NutritionTerms

Dietary Assessment

Food Diary

Also known as: dietary diary, eating journal

A day-by-day written or digital record of everything you eat and drink, used for awareness, coaching, or medical follow-up.

By Nina Alvarez · NASM-CPT, Nutrition Coach ·

Key takeaways

  • A food diary is the oldest form of food tracking — paper, notes app, or a structured tool like MyFitnessPal or Cronometer.
  • Validation studies consistently show self-reported food diaries under-report intake by 10–30%, especially for snacks and weekends.
  • Diaries work less for precision and more for pattern-spotting: when you eat, what you reach for, which situations derail you.
  • If you just want awareness, a three-day diary (two weekdays + one weekend) gives most of the signal.
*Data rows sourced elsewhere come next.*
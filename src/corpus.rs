//! Paginated document records produced by the extraction pipeline

use serde::{Deserialize, Serialize};
use std::fs;
use std::path::{Path, PathBuf};

use crate::errors::{RagError, Result};

/// One extracted page of the reference document
#[derive(Debug, Clone, PartialEq, Eq, Serialize, Deserialize)]
pub struct PageRecord {
    /// 1-based page number in source pagination order
    pub page_number: u32,
    /// Extracted text, possibly empty
    #[serde(default)]
    pub text: String,
    /// Images found on the page, in page order
    #[serde(default)]
    pub image_paths: Vec<PathBuf>,
}

impl PageRecord {
    pub fn new(page_number: u32, text: impl Into<String>) -> Self {
        Self {
            page_number,
            text: text.into(),
            image_paths: Vec::new(),
        }
    }

    pub fn with_images(mut self, image_paths: Vec<PathBuf>) -> Self {
        self.image_paths = image_paths;
        self
    }

    /// Text submitted to the embedding service for this page
    pub fn embedding_input(&self) -> String {
        format!("Page {}: {}", self.page_number, self.text)
    }
}

/// Ordered collection of pages available for indexing
#[derive(Debug, Clone, Default, PartialEq, Eq)]
pub struct Corpus {
    pages: Vec<PageRecord>,
}

impl Corpus {
    /// Build a corpus, rejecting zero, duplicate or out-of-order page numbers
    pub fn new(pages: Vec<PageRecord>) -> Result<Self> {
        let mut previous: Option<u32> = None;
        for page in &pages {
            if page.page_number == 0 {
                return Err(RagError::Corpus(
                    "page numbers must be positive, found 0".to_string(),
                ));
            }
            if let Some(prev) = previous {
                if page.page_number <= prev {
                    return Err(RagError::Corpus(format!(
                        "page {} follows page {}; pages must be strictly ascending",
                        page.page_number, prev
                    )));
                }
            }
            previous = Some(page.page_number);
        }
        Ok(Self { pages })
    }

    /// Load the extraction pipeline's JSON array of pages
    pub fn load(path: &Path) -> Result<Self> {
        let contents = fs::read_to_string(path).map_err(|e| {
            RagError::Corpus(format!("Failed to read {}: {}", path.display(), e))
        })?;
        Self::from_json(&contents)
    }

    pub fn from_json(json: &str) -> Result<Self> {
        let pages: Vec<PageRecord> = serde_json::from_str(json)
            .map_err(|e| RagError::Corpus(format!("Failed to parse corpus: {}", e)))?;
        Self::new(pages)
    }

    pub fn pages(&self) -> &[PageRecord] {
        &self.pages
    }

    pub fn len(&self) -> usize {
        self.pages.len()
    }

    pub fn is_empty(&self) -> bool {
        self.pages.is_empty()
    }

    /// First n pages, used to stage partial builds
    pub fn prefix(&self, n: usize) -> Corpus {
        Corpus {
            pages: self.pages.iter().take(n).cloned().collect(),
        }
    }
}
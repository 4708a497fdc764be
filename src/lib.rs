//! tutor-rag - Textbook page retrieval for grounded tutoring feedback
//!
//! Finds the pages of a reference document most relevant to a question,
//! using precomputed page embeddings and cosine similarity, and feeds them
//! alongside the learner's attempt to a chat model.
//!
//! # Architecture
//!
//! - **Index**: resumable page-at-a-time embedding of a corpus into a
//!   persisted [`index::EmbeddingIndex`]
//! - **Retrieval**: query embedding plus stable top-k cosine ranking
//! - **Feedback**: context assembly and the chat-completion call

pub mod errors;
pub use errors::{RagError, Result, ServiceError};

pub mod corpus;
pub use corpus::{Corpus, PageRecord};

// Service boundaries
pub mod embedding;

// Offline: corpus -> persisted index
pub mod index;

// Online: query -> ranked pages -> feedback
pub mod retrieval;
pub mod feedback;

// Command-line surface
pub mod cli;
pub mod logging;
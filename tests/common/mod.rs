//! Shared fixtures for integration tests

#![allow(dead_code)]

use async_trait::async_trait;
use std::collections::{HashMap, HashSet};
use std::sync::Mutex;
use tutor_rag::embedding::EmbeddingService;
use tutor_rag::{Corpus, PageRecord, ServiceError};

/// Deterministic embedding service with scripted vectors and failures
#[derive(Default)]
pub struct ScriptedEmbedder {
    vectors: HashMap<String, Vec<f32>>,
    failing: Mutex<HashSet<String>>,
    calls: Mutex<Vec<String>>,
}

impl ScriptedEmbedder {
    pub fn new() -> Self {
        Self::default()
    }

    /// Return `vector` for exactly `text`
    pub fn with_vector(mut self, text: &str, vector: Vec<f32>) -> Self {
        self.vectors.insert(text.to_string(), vector);
        self
    }

    /// Fail every input containing `marker` until [`ScriptedEmbedder::heal`]
    pub fn failing_on(self, marker: &str) -> Self {
        self.failing.lock().unwrap().insert(marker.to_string());
        self
    }

    pub fn heal(&self) {
        self.failing.lock().unwrap().clear();
    }

    pub fn calls(&self) -> Vec<String> {
        self.calls.lock().unwrap().clone()
    }

    pub fn call_count(&self) -> usize {
        self.calls.lock().unwrap().len()
    }

    /// Stable 4-d vector derived from the text bytes
    pub fn derived(text: &str) -> Vec<f32> {
        let bytes = text.as_bytes();
        let sum: u32 = bytes.iter().map(|b| *b as u32).sum();
        vec![
            bytes.len() as f32,
            (sum % 97) as f32 + 1.0,
            bytes.first().copied().unwrap_or(0) as f32,
            bytes.last().copied().unwrap_or(0) as f32,
        ]
    }
}

#[async_trait]
impl EmbeddingService for ScriptedEmbedder {
    async fn embed(&self, text: &str) -> Result<Vec<f32>, ServiceError> {
        self.calls.lock().unwrap().push(text.to_string());

        let failing = self.failing.lock().unwrap();
        if failing.iter().any(|marker| text.contains(marker.as_str())) {
            return Err(ServiceError::Api {
                status: 503,
                body: "scripted outage".to_string(),
            });
        }
        drop(failing);

        Ok(self
            .vectors
            .get(text)
            .cloned()
            .unwrap_or_else(|| Self::derived(text)))
    }
}

/// Corpus of pages 1..=n with distinct text
pub fn numbered_corpus(n: u32) -> Corpus {
    Corpus::new(
        (1..=n)
            .map(|p| PageRecord::new(p, format!("Section {} covers topic {}", p, p * 7)))
            .collect(),
    )
    .unwrap()
}

/// 2-d unit vector whose cosine with [1, 0] is `similarity`
pub fn with_similarity(similarity: f32) -> Vec<f32> {
    vec![similarity, (1.0 - similarity * similarity).sqrt()]
}

pub fn page_numbers(records: &[PageRecord]) -> Vec<u32> {
    records.iter().map(|r| r.page_number).collect()
}
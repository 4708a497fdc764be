// Cosine similarity and deterministic top-k selection
use std::cmp::Ordering;

/// Cosine of the angle between `a` and `b`.
///
/// Returns 0.0 when either vector has zero norm, when the lengths differ, or
/// when the inputs contain non-finite values.
pub fn cosine_similarity(a: &[f32], b: &[f32]) -> f32 {
    if a.len() != b.len() || a.is_empty() {
        return 0.0;
    }

    let mut dot = 0.0f64;
    let mut norm_a = 0.0f64;
    let mut norm_b = 0.0f64;
    for (x, y) in a.iter().zip(b.iter()) {
        let (x, y) = (*x as f64, *y as f64);
        dot += x * y;
        norm_a += x * x;
        norm_b += y * y;
    }

    if norm_a == 0.0 || norm_b == 0.0 {
        return 0.0;
    }

    let sim = dot / (norm_a.sqrt() * norm_b.sqrt());
    if sim.is_finite() {
        sim.clamp(-1.0, 1.0) as f32
    } else {
        0.0
    }
}

/// Position in the index paired with its similarity to the query
#[derive(Debug, Clone, Copy, PartialEq)]
pub struct Ranked {
    pub position: usize,
    pub score: f32,
}

/// Highest score first; equal scores keep index order
fn by_relevance(a: &Ranked, b: &Ranked) -> Ordering {
    b.score
        .total_cmp(&a.score)
        .then_with(|| a.position.cmp(&b.position))
}

/// Score every vector against `query` and keep the best `k`, most similar first
pub fn top_k<'a, I>(query: &[f32], vectors: I, k: usize) -> Vec<Ranked>
where
    I: IntoIterator<Item = &'a [f32]>,
{
    if k == 0 {
        return Vec::new();
    }

    let mut ranked: Vec<Ranked> = vectors
        .into_iter()
        .enumerate()
        .map(|(position, v)| Ranked {
            position,
            score: cosine_similarity(query, v),
        })
        .collect();

    if ranked.len() > k {
        ranked.select_nth_unstable_by(k - 1, by_relevance);
        ranked.truncate(k);
    }
    ranked.sort_unstable_by(by_relevance);
    ranked
}
//! CLI module for tutor-rag
//!
//! Handles command-line argument parsing and configuration management.

pub mod args;
pub mod config;

pub use args::{Args, Commands, Verbosity};
pub use config::Config;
A food diary is exactly what it sounds like: a running record of what you eat and drink, day by day. Doctors, dietitians, and coaches have used them for over a century because the simple act of writing something down changes what you notice about it.

What it looks like today

In 2026, almost nobody keeps a paper diary. You're usually logging into MyFitnessPal, Cronometer, MacroFactor, Lose It!, or Yazio — which are really structured food diaries with a calorie database bolted on. Some people use a plain notes app or voice memos, which is fine too. The point isn't the format. The point is capturing the intake.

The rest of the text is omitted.